WORK TO BE COMPLETED:
Using the records below, transcribe word for word the stretch from the line that contains "interactive authorization-code flow." through the line that contains "access. Cannot refresh.", both end lines included, and nothing else.

Items from a dataset:
☆ ☆ ☆ ☆
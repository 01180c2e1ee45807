//! Token acquisition and refresh flows.
//!
//! Three grant strategies are supported, modeled as a closed enum so decode
//! and dispatch sites match exhaustively:
//!
//! - [`AuthFlow::ClientCredentials`]: app-only access, no user context,
//!   tokens cannot be refreshed.
//! - [`AuthFlow::AuthorizationCode`]: interactive user consent through an
//!   [`AuthorizationPrompt`] collaborator, refreshable tokens.
//! - [`AuthFlow::AuthorizationCodeWithPkce`]: refresh path for installed
//!   apps that must not ship a client secret. The interactive exchange is
//!   an extension point and currently returns a fixed error; resume from a
//!   stored token with [`crate::CatalogClient::with_token`] instead.

use std::sync::Arc;

use async_trait::async_trait;
use base64::engine::general_purpose::STANDARD as BASE64;
use base64::Engine as _;
use chrono::{DateTime, Utc};
use reqwest::{header, Client, StatusCode};
use serde::Deserialize;
use tracing::{debug, info, warn};
use url::Url;
use uuid::Uuid;

use crate::config::ClientConfig;
use crate::error::{AuthError, CatalogClientError, Result};

/// Application credentials issued by the service dashboard.
#[derive(Clone, PartialEq, Eq)]
pub struct Credentials {
    pub client_id: String,
    pub client_secret: String,
}

impl Credentials {
    pub fn new(client_id: impl Into<String>, client_secret: impl Into<String>) -> Self {
        Self {
            client_id: client_id.into(),
            client_secret: client_secret.into(),
        }
    }
}

// The secret must not leak through logs.
impl std::fmt::Debug for Credentials {
    fn fmt(&self, f: &mut std::fmt::Formatter<'_>) -> std::fmt::Result {
        f.debug_struct("Credentials")
            .field("client_id", &self.client_id)
            .field("client_secret", &"<redacted>")
            .finish()
    }
}

/// A bearer token as held by the client.
///
/// Replaced wholesale on refresh; individual fields are never mutated.
/// `expires_in`/`obtained_at` are advisory: nothing in the client refreshes
/// on a timer, callers decide when to call refresh.
#[derive(Debug, Clone, PartialEq, Eq)]
pub struct Token {
    pub access_token: String,
    pub token_type: String,
    /// Validity window in seconds, counted from `obtained_at`.
    pub expires_in: u64,
    pub refresh_token: Option<String>,
    /// Granted scopes, parsed from the wire's space-delimited string.
    pub scopes: Vec<String>,
    pub obtained_at: DateTime<Utc>,
}

impl Token {
    fn from_wire(wire: WireTokenResponse) -> Self {
        let scopes = wire
            .scope
            .as_deref()
            .unwrap_or_default()
            .split_whitespace()
            .map(str::to_string)
            .collect();

        Self {
            access_token: wire.access_token,
            token_type: wire.token_type,
            expires_in: wire.expires_in,
            refresh_token: wire.refresh_token,
            scopes,
            obtained_at: Utc::now(),
        }
    }

    /// Instant after which the service will reject the access token.
    ///
    /// `expires_in` comes off the wire; a window too large for the
    /// calendar saturates at the far future instead of panicking.
    pub fn expires_at(&self) -> DateTime<Utc> {
        i64::try_from(self.expires_in)
            .ok()
            .and_then(chrono::Duration::try_seconds)
            .and_then(|window| self.obtained_at.checked_add_signed(window))
            .unwrap_or(DateTime::<Utc>::MAX_UTC)
    }

    /// Whether the advisory validity window has elapsed.
    pub fn is_expired(&self) -> bool {
        Utc::now() >= self.expires_at()
    }
}

/// Token endpoint success body.
#[derive(Debug, Deserialize)]
struct WireTokenResponse {
    access_token: String,
    token_type: String,
    expires_in: u64,
    refresh_token: Option<String>,
    scope: Option<String>,
}

/// Token endpoint failure body.
#[derive(Debug, Deserialize)]
struct WireAuthError {
    error: String,
    error_description: Option<String>,
}

/// External collaborator for the interactive authorization-code flow.
///
/// Given the authorization URL, it must get the resource owner through the
/// consent page (local HTTP listener, manual paste, whatever fits the host
/// application) and return the raw redirect callback URL.
#[async_trait]
pub trait AuthorizationPrompt: Send + Sync {
    async fn authorize(&self, authorize_url: &str) -> Result<String>;
}

/// Strategy for obtaining and refreshing bearer tokens.
#[derive(Clone)]
pub enum AuthFlow {
    /// App-only access. Cannot refresh.
    ClientCredentials { credentials: Credentials },
    /// Interactive user consent; produces a refreshable token.
    AuthorizationCode {
        credentials: Credentials,
        redirect_uri: String,
        scopes: Vec<String>,
        prompt: Arc<dyn AuthorizationPrompt>,
    },
    /// Proof-key variant for installed apps; refresh sends `client_id` in
    /// the body instead of a Basic header.
    AuthorizationCodeWithPkce {
        credentials: Credentials,
        redirect_uri: String,
        scopes: Vec<String>,
    },
}

impl std::fmt::Debug for AuthFlow {
    fn fmt(&self, f: &mut std::fmt::Formatter<'_>) -> std::fmt::Result {
        match self {
            AuthFlow::ClientCredentials { credentials } => f
                .debug_struct("ClientCredentials")
                .field("client_id", &credentials.client_id)
                .finish(),
            AuthFlow::AuthorizationCode {
                credentials,
                redirect_uri,
                scopes,
                ..
            } => f
                .debug_struct("AuthorizationCode")
                .field("client_id", &credentials.client_id)
                .field("redirect_uri", redirect_uri)
                .field("scopes", scopes)
                .finish(),
            AuthFlow::AuthorizationCodeWithPkce {
                credentials,
                redirect_uri,
                scopes,
            } => f
                .debug_struct("AuthorizationCodeWithPkce")
                .field("client_id", &credentials.client_id)
                .field("redirect_uri", redirect_uri)
                .field("scopes", scopes)
                .finish(),
        }
    }
}

impl AuthFlow {
    /// App-only flow from a credential pair.
    pub fn client_credentials(
        client_id: impl Into<String>,
        client_secret: impl Into<String>,
    ) -> Self {
        AuthFlow::ClientCredentials {
            credentials: Credentials::new(client_id, client_secret),
        }
    }

    /// Interactive flow; `prompt` captures the redirect callback.
    pub fn authorization_code(
        credentials: Credentials,
        redirect_uri: impl Into<String>,
        scopes: Vec<String>,
        prompt: Arc<dyn AuthorizationPrompt>,
    ) -> Self {
        AuthFlow::AuthorizationCode {
            credentials,
            redirect_uri: redirect_uri.into(),
            scopes,
            prompt,
        }
    }

    /// Proof-key flow for installed apps.
    pub fn authorization_code_with_pkce(
        credentials: Credentials,
        redirect_uri: impl Into<String>,
        scopes: Vec<String>,
    ) -> Self {
        AuthFlow::AuthorizationCodeWithPkce {
            credentials,
            redirect_uri: redirect_uri.into(),
            scopes,
        }
    }

    /// Obtain a fresh token from scratch.
    pub async fn authenticate(&self, http: &Client, config: &ClientConfig) -> Result<Token> {
        match self {
            AuthFlow::ClientCredentials { credentials } => {
                token_request(
                    http,
                    &config.token_url,
                    Some(credentials),
                    &[("grant_type", "client_credentials")],
                )
                .await
            }
            AuthFlow::AuthorizationCode {
                credentials,
                redirect_uri,
                scopes,
                prompt,
            } => {
                // Fresh anti-CSRF nonce per attempt.
                let state = Uuid::new_v4().simple().to_string();
                let authorize_url = build_authorize_url(
                    &config.authorize_url,
                    &credentials.client_id,
                    redirect_uri,
                    scopes,
                    &state,
                )?;

                debug!(url = %authorize_url, "Directing resource owner to consent page");
                let callback_url = prompt.authorize(authorize_url.as_str()).await?;
                let code = parse_callback(&callback_url, &state)?;

                token_request(
                    http,
                    &config.token_url,
                    Some(credentials),
                    &[
                        ("grant_type", "authorization_code"),
                        ("code", &code),
                        ("redirect_uri", redirect_uri),
                    ],
                )
                .await
            }
            AuthFlow::AuthorizationCodeWithPkce { .. } => Err(CatalogClientError::Auth(
                AuthError::new(
                    "unsupported_flow",
                    Some(
                        "interactive proof-key authorization is not implemented; \
                         resume from a stored token instead"
                            .to_string(),
                    ),
                ),
            )),
        }
    }

    /// Exchange a refresh token for a fresh token.
    pub async fn request_refreshed_token(
        &self,
        http: &Client,
        config: &ClientConfig,
        refresh_token: &str,
    ) -> Result<Token> {
        match self {
            // Structural invariant of the flow, not a transient failure:
            // the grant carries no refresh token, so there is nothing to
            // exchange and no request is made.
            AuthFlow::ClientCredentials { .. } => Err(CatalogClientError::Auth(AuthError::new(
                "unsupported_grant_type",
                Some("client-credentials tokens cannot be refreshed".to_string()),
            ))),
            AuthFlow::AuthorizationCode { credentials, .. } => {
                token_request(
                    http,
                    &config.token_url,
                    Some(credentials),
                    &[
                        ("grant_type", "refresh_token"),
                        ("refresh_token", refresh_token),
                    ],
                )
                .await
            }
            // No Basic header: installed apps identify with the bare
            // client_id in the body.
            AuthFlow::AuthorizationCodeWithPkce { credentials, .. } => {
                token_request(
                    http,
                    &config.token_url,
                    None,
                    &[
                        ("grant_type", "refresh_token"),
                        ("refresh_token", refresh_token),
                        ("client_id", &credentials.client_id),
                    ],
                )
                .await
            }
        }
    }
}

fn build_authorize_url(
    authorize_url: &str,
    client_id: &str,
    redirect_uri: &str,
    scopes: &[String],
    state: &str,
) -> Result<Url> {
    let mut params = vec![
        ("response_type", "code".to_string()),
        ("client_id", client_id.to_string()),
        ("redirect_uri", redirect_uri.to_string()),
        ("state", state.to_string()),
    ];
    if !scopes.is_empty() {
        params.push(("scope", scopes.join(" ")));
    }

    Url::parse_with_params(authorize_url, &params)
        .map_err(|e| CatalogClientError::InvalidUrl(format!("authorize URL: {e}")))
}

/// Extract the authorization code from the redirect callback URL.
///
/// Validation order matters: the state nonce is checked before anything
/// else, and a mismatch aborts without ever contacting the token endpoint.
fn parse_callback(callback_url: &str, expected_state: &str) -> Result<String> {
    let url = Url::parse(callback_url).map_err(|e| {
        CatalogClientError::Auth(AuthError::new(
            "invalid_callback",
            Some(format!("malformed redirect callback URL: {e}")),
        ))
    })?;

    let mut code = None;
    let mut state = None;
    let mut error = None;
    for (key, value) in url.query_pairs() {
        match key.as_ref() {
            "code" => code = Some(value.into_owned()),
            "state" => state = Some(value.into_owned()),
            "error" => error = Some(value.into_owned()),
            _ => {}
        }
    }

    let received_state = state.unwrap_or_default();
    if received_state != expected_state {
        warn!(
            expected = %expected_state,
            received = %received_state,
            "Authorization callback carried the wrong state"
        );
        return Err(CatalogClientError::Auth(AuthError::new(
            "wrong_state",
            Some(format!(
                "expected state '{expected_state}', received '{received_state}'"
            )),
        )));
    }

    if let Some(error) = error {
        return Err(CatalogClientError::Auth(AuthError::new(error, None)));
    }

    code.ok_or_else(|| {
        CatalogClientError::Auth(AuthError::new(
            "missing_code",
            Some("redirect callback carried no authorization code".to_string()),
        ))
    })
}

/// POST to the token endpoint and interpret the response.
///
/// Network failures and non-200 responses are both normalized into the
/// `Auth` error channel; the caller never sees a raw transport error here.
async fn token_request(
    http: &Client,
    token_url: &str,
    basic: Option<&Credentials>,
    form: &[(&str, &str)],
) -> Result<Token> {
    debug!(url = %token_url, grant_type = form[0].1, "Requesting token");

    let mut request = http.post(token_url).form(form);
    if let Some(credentials) = basic {
        request = request.header(header::AUTHORIZATION, basic_auth_header(credentials));
    }

    let response = request.send().await.map_err(|e| {
        CatalogClientError::Auth(AuthError::new("transport_error", Some(e.to_string())))
    })?;

    let status = response.status();
    if status == StatusCode::OK {
        let body = response.text().await.map_err(|e| {
            CatalogClientError::Auth(AuthError::new("transport_error", Some(e.to_string())))
        })?;
        let wire: WireTokenResponse = serde_json::from_str(&body).map_err(|e| {
            CatalogClientError::Parse(format!("failed to parse token response: {e}"))
        })?;

        info!(grant_type = form[0].1, "Token obtained");
        Ok(Token::from_wire(wire))
    } else {
        let body = response.text().await.unwrap_or_default();
        let auth_error = serde_json::from_str::<WireAuthError>(&body)
            .map(|wire| AuthError::new(wire.error, wire.error_description))
            .unwrap_or_else(|_| AuthError::new(format!("http_{}", status.as_u16()), Some(body)));

        warn!(status = %status, error = %auth_error, "Token request failed");
        Err(CatalogClientError::Auth(auth_error))
    }
}

fn basic_auth_header(credentials: &Credentials) -> String {
    let pair = format!("{}:{}", credentials.client_id, credentials.client_secret);
    format!("Basic {}", BASE64.encode(pair))
}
☆ ☆ ☆ ☆
RESPONSE TO THE EXERCISE:
/// External collaborator for the interactive authorization-code flow.
///
/// Given the authorization URL, it must get the resource owner through the
/// consent page (local HTTP listener, manual paste, whatever fits the host
/// application) and return the raw redirect callback URL.
#[async_trait]
pub trait AuthorizationPrompt: Send + Sync {
    async fn authorize(&self, authorize_url: &str) -> Result<String>;
}

/// Strategy for obtaining and refreshing bearer tokens.
#[derive(Clone)]
pub enum AuthFlow {
    /// App-only access. Cannot refresh.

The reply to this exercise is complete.